A thanksgiving concert, packed with song, dance and a touch of acrobatics, has become a biennial tradition and one of the highlights of college life for students at Serangoon Junior College (SRJC).
The performances, though, are not put up by the students.
The stars are the teachers and staff, who try to entertain and motivate the students ahead of their year-end examinations.
The two-hour concert is also one of the JC's few unique activities that build its strong family culture.
Ms Ong Shu Hui, head of department for communications and partnership and last year's thanksgiving concert chairman, said the teachers would rehearse their items at least a month before the concert, on top of their busy schedules.
She added: "We wanted to show the students that, even as educators, we never stop learning."

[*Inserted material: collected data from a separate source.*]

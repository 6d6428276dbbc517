//! Domain error types

use thiserror::Error;

/// Error when parsing a dwell time string
#[derive(Debug, Clone, Error)]
#[error("Invalid dwell time: \"{input}\". Expected milliseconds (e.g., 2000, 1500ms) or seconds (e.g., 2s)")]
pub struct DwellParseError {
    pub input: String,
}

/// Error when an unknown feature category is provided
#[derive(Debug, Clone, Error)]
#[error("Invalid category: \"{input}\". Valid categories are: reliability, performance, usability, scalability")]
pub struct InvalidCategoryError {
    pub input: String,
}

/// Error when an unknown theme mode is provided
#[derive(Debug, Clone, Error)]
#[error("Invalid theme: \"{input}\". Valid themes are: system, light, dark")]
pub struct ThemeParseError {
    pub input: String,
}

/// Error when configuration fails
#[derive(Debug, Clone, Error)]
pub enum ConfigError {
    #[error("Failed to read config file: {0}")]
    ReadError(String),

    #[error("Failed to parse config file: {0}")]
    ParseError(String),

    #[error("Failed to write config file: {0}")]
    WriteError(String),

    #[error("Invalid config value for '{key}': {message}")]
    ValidationError { key: String, message: String },

    #[error("Config file already exists at: {0}")]
    AlreadyExists(String),
}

Last August, teachers from the humanities department donned costumes fitted with light-emitting diodes and danced in the dark, while those from the science department put on a martial arts performance. Even the emcees turned up in interesting costumes and, at one point, they were decked out in minion outfits.
SRJC principal Manogaran Suppiah, who joined the science department to play the drums during their act last year, said: "The students enjoyed the concert and they left feeling that the teachers cared enough to do something for them."

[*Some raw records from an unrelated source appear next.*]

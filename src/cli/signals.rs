//! Ctrl-C handling for the interactive page

use std::sync::atomic::{AtomicBool, Ordering};
use std::sync::Arc;

use tokio::sync::Notify;
use tracing::debug;

/// Shutdown signal shared between the input loop and the Ctrl-C listener
#[derive(Clone)]
pub struct ShutdownSignal {
    shutdown: Arc<AtomicBool>,
    notify: Arc<Notify>,
}

impl ShutdownSignal {
    /// Create a new shutdown signal handler
    pub fn new() -> Self {
        Self {
            shutdown: Arc::new(AtomicBool::new(false)),
            notify: Arc::new(Notify::new()),
        }
    }

    /// Check if shutdown was requested
    pub fn is_shutdown(&self) -> bool {
        self.shutdown.load(Ordering::SeqCst)
    }

    /// Request shutdown
    pub fn trigger(&self) {
        self.shutdown.store(true, Ordering::SeqCst);
        self.notify.notify_one();
    }

    /// Listen for Ctrl-C in the background
    pub fn listen_for_ctrl_c(&self) {
        let signal = self.clone();
        tokio::spawn(async move {
            if tokio::signal::ctrl_c().await.is_ok() {
                debug!("received Ctrl-C");
                signal.trigger();
            }
        });
    }

    /// Wait until shutdown is requested
    pub async fn wait(&self) {
        if self.is_shutdown() {
            return;
        }
        self.notify.notified().await;
    }
}

impl Default for ShutdownSignal {
    fn default() -> Self {
        Self::new()
    }
}
//! Runners for the page, copy and interactive modes

use std::env;
use std::io::{self, BufRead};
use std::process::ExitCode;
use std::thread;

use tokio::sync::mpsc;
use tracing::{debug, info};

use crate::application::ports::{Clipboard, ConfigStore};
use crate::application::{CopyAction, CopyConfig, CopyError};
use crate::domain::config::AppConfig;
use crate::domain::copy::CopyIndicator;
use crate::domain::page::{Feature, FeatureCategory, PageContent};
use crate::infrastructure::{create_clipboard, create_notifier, XdgConfigStore};

use super::args::SiteOptions;
use super::presenter::Presenter;
use super::signals::ShutdownSignal;

/// Exit codes
pub const EXIT_SUCCESS: u8 = 0;
pub const EXIT_ERROR: u8 = 1;
pub const EXIT_USAGE_ERROR: u8 = 2;

/// Environment variable that selects the theme
pub const THEME_ENV: &str = "SMOLDB_SITE_THEME";

/// The copy widget wired to the configured adapters
pub type SiteCopyAction = CopyAction<Box<dyn Clipboard>>;

/// Load and merge configuration from file, env, and CLI
pub async fn load_merged_config(cli_config: AppConfig) -> AppConfig {
    let store = XdgConfigStore::new();
    let file_config = store.load_or_empty().await;

    let env_config = AppConfig {
        theme: env::var(THEME_ENV).ok().filter(|s| !s.is_empty()),
        ..Default::default()
    };

    // Merge: defaults < file < env < cli
    AppConfig::defaults()
        .merge(file_config)
        .merge(env_config)
        .merge(cli_config)
}

/// Page content for the given options
pub fn page_for(options: &SiteOptions) -> PageContent {
    PageContent::smoldb().with_run_command(options.command.clone())
}

/// Build the copy widget from options
pub fn build_copy_action(options: &SiteOptions) -> SiteCopyAction {
    let config = CopyConfig {
        dwell: options.dwell,
        notify: options.notify,
        notify_failure: options.notify_failure,
    };
    CopyAction::new(
        options.command.clone(),
        config,
        create_clipboard(options.clipboard_tool),
        create_notifier(options.notify, options.notifier),
    )
}

/// Render the landing page (or its JSON form)
pub fn run_show(options: &SiteOptions, json: bool, category: Option<FeatureCategory>) -> ExitCode {
    let presenter = Presenter::with_theme(options.theme);
    let page = page_for(options);
    let features: Vec<&Feature> = match category {
        Some(category) => page.features_in(category).collect(),
        None => page.features.iter().collect(),
    };

    if json {
        let shown = PageContent {
            features: features.into_iter().cloned().collect(),
            ..page.clone()
        };
        return match serde_json::to_string_pretty(&shown) {
            Ok(text) => {
                presenter.output(&text);
                ExitCode::from(EXIT_SUCCESS)
            }
            Err(e) => {
                presenter.error(&format!("Failed to serialize page: {}", e));
                ExitCode::from(EXIT_ERROR)
            }
        };
    }

    print!(
        "{}",
        presenter.render_page_with(&page, &features, CopyIndicator::Idle)
    );
    ExitCode::from(EXIT_SUCCESS)
}

/// Copy the run command once and hold the confirmation for the dwell time
pub async fn run_copy(options: &SiteOptions) -> ExitCode {
    let presenter = Presenter::with_theme(options.theme);
    let action = build_copy_action(options);

    match action.activate().await {
        Ok(()) => {
            presenter.output(&presenter.render_copy_line(action.payload(), action.indicator()));
            presenter.success("Copied to clipboard");

            // The clipboard adapter owns the selection; keep it alive until
            // the confirmation ends, or the user interrupts.
            tokio::select! {
                _ = action.wait_until_idle() => {}
                _ = tokio::signal::ctrl_c() => debug!("interrupted while confirmed"),
            }
            action.dispose();
            ExitCode::from(EXIT_SUCCESS)
        }
        Err(e) => {
            presenter.error(&e.to_string());
            ExitCode::from(EXIT_ERROR)
        }
    }
}

/// Render the page and copy the run command on every Enter
pub async fn run_interactive(options: &SiteOptions) -> ExitCode {
    let presenter = Presenter::with_theme(options.theme);
    let page = page_for(options);
    let action = build_copy_action(options);

    let shutdown = ShutdownSignal::new();
    shutdown.listen_for_ctrl_c();

    presenter.page(&page, action.indicator());
    presenter.info("Press Enter to copy the command, q to quit");

    // The view follows the widget state; the widget never draws itself.
    let view = {
        let mut rx = action.subscribe();
        let command = page.run_command.clone();
        let theme = options.theme;
        tokio::spawn(async move {
            let presenter = Presenter::with_theme(theme);
            while rx.changed().await.is_ok() {
                let indicator = *rx.borrow_and_update();
                presenter.redraw_copy_line(&command, indicator);
            }
        })
    };

    let mut lines = spawn_line_reader(io::BufReader::new(io::stdin()));
    let mut activations = 0u32;

    loop {
        let line = tokio::select! {
            line = lines.recv() => line,
            _ = shutdown.wait() => break,
        };

        match line {
            Some(Ok(input)) if input.trim().eq_ignore_ascii_case("q") => break,
            Some(Ok(_)) => match action.activate().await {
                Ok(()) => activations += 1,
                Err(CopyError::Disposed) => break,
                Err(e) => {
                    presenter.end_redraw();
                    presenter.error(&e.to_string());
                }
            },
            None => break,
            Some(Err(e)) => {
                presenter.error(&format!("Failed to read input: {}", e));
                break;
            }
        }
    }

    action.dispose();
    view.abort();
    presenter.end_redraw();
    info!(activations, "interactive session ended");

    ExitCode::from(EXIT_SUCCESS)
}

/// Read lines on a plain thread and forward them to the async side.
///
/// A blocked terminal read cannot be cancelled, so it must not live on the
/// runtime's blocking pool: the thread is left behind when the loop exits
/// and does not hold up process exit.
pub fn spawn_line_reader<R>(reader: R) -> mpsc::UnboundedReceiver<io::Result<String>>
where
    R: BufRead + Send + 'static,
{
    let (tx, rx) = mpsc::unbounded_channel();
    let spawned = thread::Builder::new()
        .name("stdin-reader".to_string())
        .spawn(move || {
            for line in reader.lines() {
                let failed = line.is_err();
                if tx.send(line).is_err() || failed {
                    break;
                }
            }
        });
    if let Err(e) = spawned {
        // The receiver sees the error and then the closed channel
        let (tx, rx) = mpsc::unbounded_channel();
        let _ = tx.send(Err(e));
        return rx;
    }
    rx
}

Students said the concert lets them see their teachers in a different light. Second-year student Bryna Foo, 18, was surprised to see her teachers step out of their comfort zones during last year's extravaganza.
"I was touched because I didn't expect them to put in so much effort for us," she said, adding that she had noticed her teachers rehearsing in various parts of the school.
Ms Foo said such events bring the school community closer.
"I feel at home here," she added. "The teachers are like our second parents, they don't just teach us lessons but they also go beyond their duties to encourage and support us."
SRJC also conducts other activities to strengthen bonds among students and teachers, including an annual running event, Will Run, in July.
Introduced in 2008, the endurance event held around the school started as a 10km run. It has since evolved to be an activity in which students and teachers run as far as they can within an hour. The students start training three months before the run and increase their mileage progressively.
Mr Manogaran said: "It isn't a race. The intent is to help them believe in themselves and break physical and mental barriers."
During the activity, students run together in groups so that they can spur one another on.
Second-year student Shen Yi, 18, did not think he could run 10km during the event last year. Prior to running 10km, the longest distance he had attempted was 2.4km, for his annual physical fitness test.
"During the run, there were teachers and friends cheering me on. It was a warm feeling," he added. "We pushed one another on and made sure no one gets left behind."